As with any health issue that has a long-standing stigma attached to it, infertility is not spoken about as often and openly as it should be. People are, therefore, unaware of just how widespread infertility issues are. The reality is that one in six couples will experience some sort of fertility issues when trying to start a family.

Getting to Know You

“When a couple comes into a clinic we start off by taking information about their history that is guided towards the different components of what it takes to get pregnant,” explained Dr. Fay Weisberg, Fertility Specialist and Founder of First Step Fertility. “We talk about age, the menstrual cycle, whether they’re having sex at the right time, and whether or not there any other gynecological issues from the past.”

As well as taking a full medical and family history, the fertility clinic will ask about all aspects of the couple’s lifestyle, and whether either partner is doing something that could be impairing conception. “Lifestyle is extremely important,” said Dr. Weisberg.

Testing and Treatment

As well as being cultured to check for any infections, a man’s semen will be tested for sperm count, motility, and morphology. A woman may have a pelvic exam including a Pap smear and swabs for infection, an ultrasound to assess her pelvis, extensive testing of her hormones, and a test that assesses the latency of her Fallopian tubes. Blood testing for infectious diseases will be done on both partners.

“Everyone’s body is different, so this means that an appropriate treatment for one woman may not be appropriate for the next,” explained Dr. Ellen Greenblatt, Medical Director at the Mount Sinai Centre for Fertility and Reproductive Health.

Fertility drugs can be used at the start of a cycle, these can help make an egg if a woman doesn't produce them naturally, or increase her number of eggs for improved fertility. During ovulation a woman may be encouraged to have sex at a certain time, or alternatively her eggs can be taken out, inseminated, and then put back in vitro, a process commonly known as IVF.

“The last point of intervention is in the second half of the cycle, after ovulation, where we can give progesterone. This is a hormone women make that helps support the lining of the uterus, and make it hormonally perfect so that implantation can happen,” explained Dr. Weisberg.

New Technology, New Methods

Historically, the chances of an egg surviving after going through a freezing and thawing process, and then leading to fertilization and pregnancy, were low. In recent years, egg freezing has been improved using vitrification, as Dr. Anthony P. Cheung, Founder and Medical Director of the Grace Fertility Centre, explained: “It’s a process of rapid cooling; it freezes eggs in such a way that allows for increased oocyte survival and increased pregnancy rates.”

During pre-implantation genetic diagnosis, cells from the embryo are removed and tested for known lethal genetic diseases. Embryos that are not affected can then be transferred safely into the uterus.

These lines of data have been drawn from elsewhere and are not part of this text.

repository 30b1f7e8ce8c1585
#![no_main]

use arbitrary::Arbitrary;
use bstrings::{ByteBuffer, EncoderOptions, Error, InputSummary, Syntax, UnpairedDigitMode, encode};
use libfuzzer_sys::fuzz_target;

#[derive(Debug, Arbitrary)]
struct Input {
    width: u8,
    indent: u8,
    syntax: u8,
    declare: bool,
    verbose: bool,
    interactive: bool,
    emit_unpaired: bool,
    var_name: Option<String>,
    data: Vec<u8>,
}

fuzz_target!(|input: Input| {
    let syntax = match input.syntax % 4 {
        0 => Syntax::Raw,
        1 => Syntax::C,
        2 => Syntax::Python,
        _ => Syntax::PowerShell,
    };
    let options = EncoderOptions {
        width: usize::from(input.width),
        syntax,
        indent: usize::from(input.indent % 32),
        var_name: input.var_name,
        declare: input.declare,
        verbose: input.verbose,
        interactive: input.interactive,
        unpaired: if input.emit_unpaired {
            UnpairedDigitMode::Emit
        } else {
            UnpairedDigitMode::Reject
        },
    };

    // Route the bytes through the growth policy the CLI uses.
    let mut buf = ByteBuffer::new();
    buf.extend_from_slice(&input.data).expect("small inputs always fit");
    assert_eq!(buf.as_slice(), &input.data[..]);
    assert!(buf.capacity() >= buf.len());

    let summary = InputSummary::scan(buf.as_slice());
    match encode(buf.as_slice(), &options) {
        Ok(it) => {
            let out: String = it.collect();
            assert!(out.ends_with('\n'));
            let prefix = syntax.profile().token_prefix;
            assert!(out.matches(prefix).count() >= summary.tokens());
        }
        Err(Error::UnpairedDigit { digits }) => {
            assert!(!input.emit_unpaired);
            assert_eq!(digits % 2, 1);
            assert_eq!(digits, summary.digits);
        }
        Err(other) => panic!("unexpected error: {other}"),
    }
});
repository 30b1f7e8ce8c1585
use alloc::{format, string::String, vec::Vec};

use rstest::rstest;

use crate::{
    EncoderOptions, Error, InputSummary, Syntax, badchar, encode, encode_to_string,
    hex::to_hex_digits,
};

#[test]
fn hex_text_with_trailing_newline() {
    let input = b"4142\n";
    let out = encode_to_string(input, &EncoderOptions::default()).unwrap();
    assert_eq!(out, "\\x41\\x42\n");
    assert_eq!(InputSummary::scan(input).invalid, 0);
}

#[test]
fn raw_bytes_round_trip_through_hex() {
    let hex = to_hex_digits(*b"AB\n").unwrap();
    let out = encode_to_string(hex.as_slice(), &EncoderOptions::default()).unwrap();
    assert_eq!(out, "\\x41\\x42\\x0a\n");
}

#[test]
fn badchar_as_c_array_wrapped_at_sixteen() {
    let seq = badchar::generate().unwrap();
    let options = EncoderOptions {
        width: 16,
        syntax: Syntax::C,
        var_name: Some("buf".into()),
        declare: true,
        ..Default::default()
    };
    let out = encode_to_string(seq.as_slice(), &options).unwrap();

    assert!(out.starts_with("unsigned char buf[] =\n    \"\\x01\\x02"), "{out}");
    assert!(out.ends_with("\\xfd\\xfe\\xff\";\n"), "{out}");

    let lines: Vec<&str> = out.lines().collect();
    // Declaration, 15 full lines, one line of 15 bytes.
    assert_eq!(lines.len(), 17);
    for line in &lines[1..16] {
        assert!(line.starts_with("    \"\\x") && line.ends_with('"'), "{line}");
        assert_eq!(line.matches("\\x").count(), 16);
    }
    assert_eq!(lines[16].matches("\\x").count(), 15);

    let expected_second: String = (0x11..=0x20u8).map(|b| format!("\\x{b:02x}")).collect();
    assert_eq!(lines[2], format!("    \"{expected_second}\""));
}

#[rstest]
#[case(Syntax::Raw, "  \\x41\\x42\n  \\x43\n")]
#[case(Syntax::C, "  unsigned char buffer[] =\n      \"\\x41\\x42\"\n      \"\\x43\";\n")]
#[case(Syntax::Python, "  buffer = \"\"\n  buffer += \"\\x41\\x42\"\n  buffer += \"\\x43\"\n")]
#[case(Syntax::PowerShell, "  [Byte[]] $buffer = 0x41,0x42,\n0x43\n")]
fn indentation_per_syntax(#[case] syntax: Syntax, #[case] expected: &str) {
    let options = EncoderOptions {
        width: 2,
        indent: 2,
        syntax,
        declare: true,
        ..Default::default()
    };
    assert_eq!(encode_to_string(b"414243", &options).unwrap(), expected);
}

#[rstest]
#[case(Syntax::Raw, "\n")]
#[case(Syntax::C, "unsigned char buffer[] =\n    \"\";\n")]
#[case(Syntax::Python, "buffer = \"\"\nbuffer += \"\"\n")]
#[case(Syntax::PowerShell, "[Byte[]] $buffer = \n")]
fn empty_input_per_syntax(#[case] syntax: Syntax, #[case] expected: &str) {
    let options = EncoderOptions {
        syntax,
        declare: true,
        ..Default::default()
    };
    assert_eq!(encode_to_string(b"", &options).unwrap(), expected);
}

#[test]
fn unknown_language_fails_before_any_output() {
    let err = "ruby".parse::<Syntax>().unwrap_err();
    assert_eq!(err, Error::UnknownLanguage("ruby".into()));
}

#[test]
fn rejected_odd_input_yields_no_iterator() {
    let options = EncoderOptions::default();
    assert!(matches!(
        encode(b"deadbee\n", &options),
        Err(Error::UnpairedDigit { digits: 7 })
    ));
}

#[test]
fn summary_is_available_before_iteration() {
    let options = EncoderOptions::default();
    let it = encode(b"41 42 43", &options).unwrap();
    assert_eq!(
        it.summary(),
        InputSummary {
            digits: 6,
            invalid: 2,
        }
    );
}
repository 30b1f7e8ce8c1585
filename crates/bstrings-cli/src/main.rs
//! Binary String Toolkit CLI
//!
//! Converts hexadecimal (or raw) input into escaped binary string literals,
//! or prints the bad-character sequence.

mod app;
mod cli;
mod error;
mod input;

use std::{
    io::{self, Write},
    process::ExitCode,
};

use clap::{CommandFactory, Parser};
use tracing::{Level, error};

use crate::{cli::Cli, error::CliError};

fn init_tracing(cli: &Cli) {
    let level = if cli.quiet {
        Level::ERROR
    } else if cli.verbose {
        Level::DEBUG
    } else {
        Level::WARN
    };
    tracing_subscriber::fmt()
        .with_writer(io::stderr)
        .with_max_level(level)
        .with_target(false)
        .init();
}

fn print_version(out: &mut impl Write) -> io::Result<()> {
    write!(
        out,
        "Binary String Toolkit v{}\n\
         Copyright (C) 2018 Nicolas Chabbey\n\
         This program is free software: you can redistribute it and/or modify it\n\
         under the terms of the GNU General Public License as published by the\n\
         Free Software Foundation, either version 2 of the License, or\n\
         (at your option) any later version.\n\
         This program has absolutely no warranty.\n\
         For help enter \"bstrings --help\"\n",
        env!("CARGO_PKG_VERSION")
    )
}

fn main() -> ExitCode {
    let cli = Cli::parse();
    init_tracing(&cli);

    let result = if cli.version {
        print_version(&mut io::stderr().lock()).map_err(CliError::Output)
    } else if cli.has_action() {
        app::run(&cli, io::stdin().lock(), &mut io::stdout().lock())
    } else {
        // Same as the bare invocation: show usage and succeed.
        Cli::command().print_help().map_err(CliError::Output)
    };
    match result {
        Ok(()) => ExitCode::SUCCESS,
        Err(err) => {
            error!("{err}");
            ExitCode::FAILURE
        }
    }
}
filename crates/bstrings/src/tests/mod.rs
mod scenarios;
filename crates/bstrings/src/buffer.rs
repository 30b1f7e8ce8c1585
//! Growable byte storage for input of unknown length.
//!
//! Overview
//! - `ByteBuffer` wraps a `Vec<u8>` but drives its capacity by hand instead
//!   of relying on `Vec`'s doubling. The first [`UNBATCHED_LEN`] appends grow
//!   the allocation one byte at a time; after that, growth happens in batches
//!   whose size follows a running counter, so a stream of `n` bytes costs
//!   `O(log n)` reallocations.
//! - Every size computation is checked. A counter that would pass
//!   `isize::MAX` yields [`Error::Overflow`]; a refused allocation yields
//!   [`Error::Allocation`] with the requested capacity. Neither leaves the
//!   buffer in a modified state.
//!
//! Invariants
//! - `len() <= capacity()` at all times.
//! - Capacity only grows. The buffer is never shrunk while in use.
use alloc::vec::Vec;
use core::fmt;

use bstr::BStr;

use crate::error::Error;

/// Appends below this length reallocate on every call.
pub const UNBATCHED_LEN: usize = 8;

/// Largest capacity the allocator can be asked for.
const MAX_CAPACITY: usize = isize::MAX as usize;

/// An owned, growable sequence of bytes with a batched growth curve.
#[derive(Clone)]
pub struct ByteBuffer {
    data: Vec<u8>,
    /// Running allocation-size counter; the next batched reallocation happens
    /// when the write index reaches it.
    alloc_size: usize,
    reallocations: usize,
}

impl ByteBuffer {
    /// Creates an empty buffer with room for one byte.
    #[must_use]
    pub fn new() -> Self {
        Self {
            data: Vec::with_capacity(1),
            alloc_size: UNBATCHED_LEN,
            reallocations: 0,
        }
    }

    /// Appends one byte, growing the allocation according to the batch
    /// policy.
    ///
    /// # Errors
    ///
    /// Returns [`Error::Overflow`] if the next capacity cannot be represented
    /// and [`Error::Allocation`] if the allocator refuses it.
    pub fn push(&mut self, byte: u8) -> Result<(), Error> {
        let index = self.data.len();
        let (target, alloc_size) = self.target_capacity(index)?;
        if target > self.data.capacity() {
            self.grow_to(target)?;
        }
        self.alloc_size = alloc_size;
        self.data.push(byte);
        Ok(())
    }

    /// Appends every byte of `bytes` in order.
    ///
    /// # Errors
    ///
    /// Stops at the first failing [`ByteBuffer::push`]; bytes appended
    /// before the failure stay in the buffer.
    pub fn extend_from_slice(&mut self, bytes: &[u8]) -> Result<(), Error> {
        bytes.iter().try_for_each(|&b| self.push(b))
    }

    /// Capacity the buffer must hold before writing at `index`, paired with
    /// the allocation counter to keep once the write succeeds.
    fn target_capacity(&self, index: usize) -> Result<(usize, usize), Error> {
        let overflow = || Error::Overflow { len: index };
        if index < UNBATCHED_LEN {
            let target = index.checked_add(1).ok_or_else(overflow)?;
            return Ok((target, self.alloc_size));
        }
        if index % self.alloc_size != 0 {
            let target = self.data.capacity().max(index.saturating_add(1));
            return Ok((target, self.alloc_size));
        }
        let batch = (index / UNBATCHED_LEN) * UNBATCHED_LEN;
        let next = self.alloc_size.checked_add(batch).ok_or_else(overflow)?;
        let target = next.checked_add(1).ok_or_else(overflow)?;
        if target > MAX_CAPACITY {
            return Err(overflow());
        }
        Ok((target, next))
    }

    fn grow_to(&mut self, target: usize) -> Result<(), Error> {
        let old = self.data.capacity();
        self.data
            .try_reserve_exact(target - self.data.len())
            .map_err(|_| Error::Allocation { requested: target })?;
        self.reallocations += 1;
        tracing::trace!(old, new = self.data.capacity(), "byte buffer reallocated");
        Ok(())
    }

    /// Read-only view of the valid bytes.
    #[must_use]
    pub fn as_slice(&self) -> &[u8] {
        &self.data
    }

    /// Number of valid bytes.
    #[must_use]
    pub fn len(&self) -> usize {
        self.data.len()
    }

    /// Whether no byte has been appended yet.
    #[must_use]
    pub fn is_empty(&self) -> bool {
        self.data.is_empty()
    }

    /// Bytes currently allocated, always at least [`ByteBuffer::len`].
    #[must_use]
    pub fn capacity(&self) -> usize {
        self.data.capacity()
    }

    /// How many times the allocation was grown since construction.
    #[must_use]
    pub fn reallocations(&self) -> usize {
        self.reallocations
    }
}

impl Default for ByteBuffer {
    fn default() -> Self {
        Self::new()
    }
}

impl AsRef<[u8]> for ByteBuffer {
    fn as_ref(&self) -> &[u8] {
        self.as_slice()
    }
}

impl fmt::Debug for ByteBuffer {
    fn fmt(&self, f: &mut fmt::Formatter<'_>) -> fmt::Result {
        f.debug_struct("ByteBuffer")
            .field("data", &BStr::new(&self.data))
            .field("capacity", &self.data.capacity())
            .finish_non_exhaustive()
    }
}

#[cfg(test)]
mod tests {
    use alloc::{format, vec::Vec};

    use super::{ByteBuffer, MAX_CAPACITY, UNBATCHED_LEN};
    use crate::Error;

    #[test]
    fn new_buffer_is_empty_with_room_for_one_byte() {
        let buf = ByteBuffer::new();
        assert!(buf.is_empty());
        assert!(buf.capacity() >= 1);
        assert_eq!(buf.reallocations(), 0);
    }

    #[test]
    fn push_keeps_bytes_in_order() {
        let mut buf = ByteBuffer::new();
        buf.extend_from_slice(b"deadbeef\n").unwrap();
        assert_eq!(buf.as_slice(), b"deadbeef\n");
        assert_eq!(buf.len(), 9);
    }

    #[test]
    fn small_buffers_grow_on_every_append() {
        let mut buf = ByteBuffer::new();
        for b in 0..UNBATCHED_LEN as u8 {
            buf.push(b).unwrap();
            assert!(buf.capacity() >= buf.len());
        }
        // The first byte fits the initial allocation.
        assert_eq!(buf.reallocations(), UNBATCHED_LEN - 1);
    }

    #[test]
    fn large_buffers_grow_in_batches() {
        let mut buf = ByteBuffer::new();
        let input: Vec<u8> = (0..64 * 1024).map(|i| (i % 251) as u8).collect();
        buf.extend_from_slice(&input).unwrap();
        assert_eq!(buf.as_slice(), &input[..]);
        // 7 unbatched reallocations, then one per batch boundary (8, 16, 32..)
        assert!(
            buf.reallocations() <= UNBATCHED_LEN + 16,
            "too many reallocations: {}",
            buf.reallocations()
        );
    }

    #[test]
    fn capacity_never_drops_below_len() {
        let mut buf = ByteBuffer::new();
        let mut last_capacity = buf.capacity();
        for i in 0..2048u32 {
            buf.push((i & 0xff) as u8).unwrap();
            assert!(buf.capacity() >= buf.len());
            assert!(buf.capacity() >= last_capacity);
            last_capacity = buf.capacity();
        }
    }

    #[test]
    fn counter_overflow_is_reported() {
        let index = usize::MAX - 7;
        let buf = ByteBuffer {
            alloc_size: index,
            ..ByteBuffer::new()
        };
        assert_eq!(
            buf.target_capacity(index),
            Err(Error::Overflow { len: index })
        );
    }

    #[test]
    fn capacity_past_isize_max_is_reported() {
        let index = (MAX_CAPACITY / 8) * 8;
        let buf = ByteBuffer {
            alloc_size: index,
            ..ByteBuffer::new()
        };
        assert_eq!(
            buf.target_capacity(index),
            Err(Error::Overflow { len: index })
        );
    }

    #[test]
    fn batch_boundary_extends_counter() {
        let buf = ByteBuffer::new();
        assert_eq!(buf.target_capacity(UNBATCHED_LEN), Ok((17, 16)));
    }

    #[test]
    fn debug_shows_bytes_as_text() {
        let mut buf = ByteBuffer::new();
        buf.extend_from_slice(b"41\xff").unwrap();
        let shown = format!("{buf:?}");
        assert!(shown.contains(r#"data: "41\xff""#), "{shown}");
    }
}
//! The hex-escape encoder.
//!
//! Overview
//! - [`encode`] scans the source once to count hex digits and stray bytes,
//!   validates the digit count, and returns a [`HexEscape`] iterator that
//!   renders the literal lazily, one `char` at a time.
//! - Digits are paired by their position among *valid* digits, not by their
//!   byte offset: `4 1\n4 2` encodes the same two bytes as `4142`.
//! - Output is produced in small units (preamble, token, line break, tail)
//!   rendered into a reusable scratch `String` and drained before the next
//!   unit is rendered, so memory stays bounded by the longest unit.
//!
//! Line grammar
//! - A wrap happens before the first digit of every `width`-th byte, never
//!   before the first byte.
//! - Decorated syntaxes close the current line, break, and re-open the next
//!   line with the same indentation, lead, and quote. Undecorated ones
//!   (PowerShell) break right after the separator.
//! - The literal always ends with a newline.
use alloc::string::String;
use core::{fmt::Write, iter::FusedIterator};

use crate::{
    error::Error,
    hex::{Class, classify, is_hex_digit},
    options::{EncoderOptions, UnpairedDigitMode},
    syntax::SyntaxProfile,
};

/// Counts gathered by the pre-scan of an encoding pass.
#[derive(Debug, Clone, Copy, Default, PartialEq, Eq)]
pub struct InputSummary {
    /// Valid ASCII hexadecimal digits.
    pub digits: usize,
    /// Bytes that are neither digits nor newline or NUL.
    pub invalid: usize,
}

impl InputSummary {
    /// Classifies every byte of `source`.
    #[must_use]
    pub fn scan(source: &[u8]) -> Self {
        source
            .iter()
            .fold(Self::default(), |mut acc, &b| {
                match classify(b) {
                    Class::Digit => acc.digits += 1,
                    Class::Invalid => acc.invalid += 1,
                    Class::Ignored => {}
                }
                acc
            })
    }

    /// Number of escape tokens the digits produce, counting an unpaired
    /// final digit as a token.
    #[must_use]
    pub fn tokens(&self) -> usize {
        self.digits.div_ceil(2)
    }
}

/// Starts an encoding pass over `source`.
///
/// # Errors
///
/// Returns [`Error::UnpairedDigit`] when `source` holds an odd number of
/// hex digits and `options.unpaired` is [`UnpairedDigitMode::Reject`]. No
/// output has been produced at that point.
pub fn encode<'a>(source: &'a [u8], options: &'a EncoderOptions) -> Result<HexEscape<'a>, Error> {
    let summary = InputSummary::scan(source);
    if summary.digits % 2 == 1 && options.unpaired == UnpairedDigitMode::Reject {
        return Err(Error::UnpairedDigit {
            digits: summary.digits,
        });
    }
    tracing::debug!(
        digits = summary.digits,
        invalid = summary.invalid,
        syntax = %options.syntax,
        width = options.width,
        "starting hex escape pass"
    );
    Ok(HexEscape::new(source, options, summary))
}

/// Renders the complete literal for `source` into a `String`.
///
/// # Errors
///
/// Same as [`encode`].
pub fn encode_to_string(source: &[u8], options: &EncoderOptions) -> Result<String, Error> {
    encode(source, options).map(HexEscape::into_string)
}

#[derive(Debug, Clone, Copy, PartialEq, Eq)]
enum Phase {
    Head,
    Body,
    Done,
}

/// Lazy rendering of one literal. Yields the output characters in order.
#[derive(Debug)]
pub struct HexEscape<'a> {
    source: &'a [u8],
    options: &'a EncoderOptions,
    profile: &'static SyntaxProfile,
    summary: InputSummary,
    /// Digits per output line, `None` when unbounded.
    wrap_digits: Option<usize>,
    declared: bool,
    /// Next source offset to scan.
    pos: usize,
    /// Valid digits consumed so far; its parity decides token boundaries.
    digits_seen: usize,
    phase: Phase,
    scratch: String,
    cursor: usize,
}

impl<'a> HexEscape<'a> {
    fn new(source: &'a [u8], options: &'a EncoderOptions, summary: InputSummary) -> Self {
        let profile = options.syntax.profile();
        Self {
            source,
            options,
            profile,
            summary,
            wrap_digits: options.width.checked_mul(2).filter(|&n| n != 0),
            declared: options.declare && profile.declaration.is_some(),
            pos: 0,
            digits_seen: 0,
            phase: Phase::Head,
            scratch: String::new(),
            cursor: 0,
        }
    }

    /// Digit and invalid-character counts of the source.
    #[must_use]
    pub fn summary(&self) -> InputSummary {
        self.summary
    }

    /// Drains the remaining output into a `String`.
    #[must_use]
    pub fn into_string(self) -> String {
        self.collect()
    }

    fn push_spaces(&mut self, n: usize) {
        self.scratch.extend(core::iter::repeat_n(' ', n));
    }

    fn render_head(&mut self) {
        if self.options.interactive {
            self.scratch.push('\n');
        }
        match self.profile.declaration {
            Some(decl) if self.declared => {
                self.push_spaces(self.options.indent);
                self.scratch.push_str(decl.head);
                self.scratch.push_str(self.options.var_name());
                self.scratch.push_str(decl.tail);
                if decl.standalone {
                    self.scratch.push('\n');
                    self.open_line();
                }
            }
            _ => self.open_line(),
        }
    }

    /// Columns in front of every string line.
    fn line_indent(&self) -> usize {
        self.options.indent.saturating_add(self.profile.extra_indent)
    }

    fn open_line(&mut self) {
        self.push_spaces(self.line_indent());
        if let Some(op) = self.profile.append_operator.filter(|_| self.declared) {
            self.scratch.push_str(self.options.var_name());
            self.scratch.push_str(op);
        }
        self.scratch.push_str(self.profile.quote);
    }

    fn break_line(&mut self) {
        if self.profile.redecorate {
            self.scratch.push_str(self.profile.quote);
            self.scratch.push('\n');
            self.open_line();
        } else {
            self.scratch.push('\n');
        }
    }

    /// Renders the next valid digit, with any separator or wrap it opens.
    /// Returns `false` once the source is exhausted.
    fn render_digit(&mut self) -> bool {
        let Some(offset) = self.source[self.pos..]
            .iter()
            .position(|&b| is_hex_digit(b))
        else {
            self.pos = self.source.len();
            return false;
        };
        let digit = char::from(self.source[self.pos + offset]);
        self.pos += offset + 1;

        let index = self.digits_seen;
        self.digits_seen += 1;
        if index % 2 == 1 {
            self.scratch.push(digit);
            return true;
        }
        if index != 0 {
            self.scratch.push_str(self.profile.separator);
            if self.wrap_digits.is_some_and(|n| index % n == 0) {
                self.break_line();
            }
        }
        self.scratch.push_str(self.profile.token_prefix);
        self.scratch.push(digit);
        true
    }

    fn render_tail(&mut self) {
        self.scratch.push_str(self.profile.quote);
        self.scratch.push_str(self.profile.terminator);
        self.scratch.push('\n');
        if self.options.verbose && self.summary.invalid > 0 {
            // Writing into a `String` cannot fail.
            let _ = writeln!(
                self.scratch,
                "[-] Warning: {} non-hexadecimal character(s) detected in input.",
                self.summary.invalid
            );
        }
    }
}

impl Iterator for HexEscape<'_> {
    type Item = char;

    fn next(&mut self) -> Option<char> {
        loop {
            if let Some(c) = self.scratch[self.cursor..].chars().next() {
                self.cursor += c.len_utf8();
                return Some(c);
            }
            self.scratch.clear();
            self.cursor = 0;
            match self.phase {
                Phase::Head => {
                    self.render_head();
                    self.phase = Phase::Body;
                }
                Phase::Body => {
                    if !self.render_digit() {
                        self.render_tail();
                        self.phase = Phase::Done;
                    }
                }
                Phase::Done => return None,
            }
        }
    }
}

impl FusedIterator for HexEscape<'_> {}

“Pre-implantation genetic screening  - in contrast to diagnosis - for abnormal chromosome numbers (aneuploidy), a common cause of miscarriages, has been suggested to optimize pregnancy success,” said Dr. Cheung. “However, because embryo biopsy is required and false results remain a challenge, a more clinical experience and critical review is required before adopting this approach.”

Dr. Jason Hitkari, a Reproductive Endocrinologist at the Olive Fertility Clinic, explained that the chances of success with fertility treatment now, compared with 10 years ago, are vastly improved.

“There has also been a lot of research into how to improve a patient’s chances of getting pregnant through fertility treatment that has resulted in many changes to how the care is given,” he said. “Patients undergoing fertility treatment, such as IVF, should have the support and communication they need through their experience to make it as positive as possible.”